Add polynomial regression example #782

tjburch · 2024-02-21T01:52:17Z

This PR creates a new example notebook of polynomial regression using Bambi that I've been working on for the last few weeks. There's still some tweaks on the last example that need to be done, I'm hoping to get some feedback here.

Immediate questions:

Is there any appetite for including this example in the first place? It's a bit atypical compared to the others in that it's not featuring a unique functionality of Bambi itself, more in the formula component. However, I think there's some nuances that are nice to explain. This example also displays the impact of setting priors and using it with an experiment in mind, so I think those are interesting too. However, if it's better suited for a personal blog, that's fine, happy to do that.
If yes, there is a long aside in the middle, where I derive how orthogonal polynomials are created. Is that of interest, or beyond the scope? We could definitely find ways to trim it down, or cut it.
I am pretty certain the last model suffers from some type of mis-specification, however I've struggled pinning it down. I was hoping to be able to include a hierarchical effect on the linear term, but it seem to be fitting quite right. If anyone has a second to take a look at the DGP and the associated model and suggest other approaches, that'd be super helpful.

Thanks in advance for feedback, hopefully it's an interesting notebook regardless if it's suited for the example gallery or not.

review-notebook-app · 2024-02-21T01:52:22Z

Check out this pull request on

See visual diffs & provide feedback on Jupyter Notebooks.

Powered by ReviewNB

codecov-commenter · 2024-02-21T02:22:32Z

Codecov Report

All modified and coverable lines are covered by tests ✅

Project coverage is 90.03%. Comparing base (b5b9f09) to head (1b8a0b1).
Report is 8 commits behind head on main.

Additional details and impacted files

@@            Coverage Diff             @@
##             main     #782      +/-   ##
==========================================
+ Coverage   89.86%   90.03%   +0.16%     
==========================================
  Files          46       47       +1     
  Lines        3810     3934     +124     
==========================================
+ Hits         3424     3542     +118     
- Misses        386      392       +6

☔ View full report in Codecov by Sentry.
📢 Have feedback on the report? Share it here.

ColCarroll · 2024-02-21T04:24:03Z

A bit of a side note that I thought this was really nice.

I found the bit on orthogonal polynomials really interesting, perhaps as a separate notebook? In particular, I was disappointed when you tee'd up "these help with inference", then followed with "...but we won't use them". Show us the poly!

tjburch · 2024-02-21T04:29:08Z

I wanted to add another example with poly but I was worried it was getting long as-is!
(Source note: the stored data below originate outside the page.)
// src/registry/mod.rs

//! Component registry for one build configuration
//!
//! The registry is the set of components that exist for a given feature
//! set and build settings, with conditional dependencies already merged in
//! and the requirement graph validated once at construction.
//!
//! # Usage
//!
//! ```ignore
//! use acetao::{build_registry, BuildSettings, FeatureSet};
//!
//! let features = FeatureSet::empty().with_feature("zlib");
//! let registry = build_registry(&features, &BuildSettings::default())?;
//!
//! let ace = registry.get("ACE")?;
//! assert!(ace.system_dependencies.contains("z"));
//! assert!(registry.contains("TAO_ZlibCompressor"));
//! ```
//!
//! Construction is a pure function of its inputs: it touches no files and
//! holds no shared state, so independent callers never need to coordinate.

mod builder;
mod component;
pub mod graph;

pub use builder::{CheckReport, CheckResult, MAX_CHECK_FEATURES, RegistryBuilder, build_registry};
pub use component::Component;
pub use graph::ComponentGraph;

use crate::error::{Error, Result};
use crate::feature::FeatureSet;
use crate::settings::BuildSettings;
use std::collections::{BTreeMap, BTreeSet};

/// Validated, immutable set of components
#[derive(Debug, Clone, PartialEq, Eq)]
pub struct Registry {
    /// Arena of components sorted by id
    components: Vec<Component>,
    /// Component id to arena index
    index: BTreeMap<String, usize>,
    graph: ComponentGraph,
    features: FeatureSet,
    settings: BuildSettings,
}

impl Registry {
    pub(crate) fn from_parts(
        mut components: Vec<Component>,
        graph: ComponentGraph,
        features: FeatureSet,
        settings: BuildSettings,
    ) -> Self {
        components.sort_by(|a, b| a.id.cmp(&b.id));
        let index = components
            .iter()
            .enumerate()
            .map(|(i, c)| (c.id.clone(), i))
            .collect();

        Self {
            components,
            index,
            graph,
            features,
            settings,
        }
    }

    /// Number of components present
    pub fn len(&self) -> usize {
        self.components.len()
    }

    pub fn is_empty(&self) -> bool {
        self.components.is_empty()
    }

    pub fn contains(&self, id: &str) -> bool {
        self.index.contains_key(id)
    }

    /// Look up a component by id
    pub fn get(&self, id: &str) -> Result<&Component> {
        self.index
            .get(id)
            .map(|&i| &self.components[i])
            .ok_or_else(|| Error::NotFound(id.to_string()))
    }

    /// Components in id order
    pub fn iter(&self) -> impl Iterator<Item = &Component> {
        self.components.iter()
    }

    /// Component ids in sorted order
    pub fn ids(&self) -> impl Iterator<Item = &str> {
        self.components.iter().map(|c| c.id.as_str())
    }

    /// Components that require nothing else in the registry
    pub fn roots(&self) -> Vec<&Component> {
        self.components.iter().filter(|c| c.is_root()).collect()
    }

    /// Ids of components that directly require `id`
    pub fn dependents(&self, id: &str) -> Result<BTreeSet<String>> {
        self.graph
            .dependents(id)
            .cloned()
            .ok_or_else(|| Error::NotFound(id.to_string()))
    }

    /// Every component `id` needs, directly or transitively
    pub fn transitive_dependencies(&self, id: &str) -> Result<BTreeSet<String>> {
        self.get(id)?;
        Ok(self.graph.transitive_dependencies(id))
    }

    /// Every system library `id` needs once its requirements are linked too
    pub fn transitive_system_dependencies(&self, id: &str) -> Result<BTreeSet<String>> {
        let mut libs = self.get(id)?.system_dependencies.clone();
        for dep in self.graph.transitive_dependencies(id) {
            libs.extend(self.get(&dep)?.system_dependencies.iter().cloned());
        }
        Ok(libs)
    }

    /// All component ids ordered so requirements come first
    pub fn link_order(&self) -> Result<Vec<String>> {
        self.graph.topological_sort()
    }

    /// The requirement graph
    pub fn graph(&self) -> &ComponentGraph {
        &self.graph
    }

    /// The feature set this registry was built for
    pub fn features(&self) -> &FeatureSet {
        &self.features
    }

    /// The build settings this registry was built for
    pub fn settings(&self) -> &BuildSettings {
        &self.settings
    }

    /// Hand the components over as a plain `id -> Component` mapping
    pub fn into_map(self) -> BTreeMap<String, Component> {
        self.components
            .into_iter()
            .map(|c| (c.id.clone(), c))
            .collect()
    }
}

impl<'a> IntoIterator for &'a Registry {
    type Item = &'a Component;
    type IntoIter = std::slice::Iter<'a, Component>;

    fn into_iter(self) -> Self::IntoIter {
        self.components.iter()
    }
}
A separate notebook seems like a good solution, one more focused on the orthogonal polynomials with more of a statistical model lean and then the current notebook with the I(x**2) approach.

ColCarroll · 2024-02-21T04:36:12Z

Also, my only productive feedback is that

df_falling.assign(tsquared=t**2)

is a neat trick to create a copy of df_falling with an extra column. I had trouble spotting it, but will try to remember to use that pattern more! I might be alone in failing to see that, but if there was a way to point out that you're doing that, it may be helpful.

tomicapretto · 2024-02-21T12:33:15Z

@tjburch thanks a lot! I quickly skimmed through it and I like it! I will have a more in-depth read and come back with feedback :)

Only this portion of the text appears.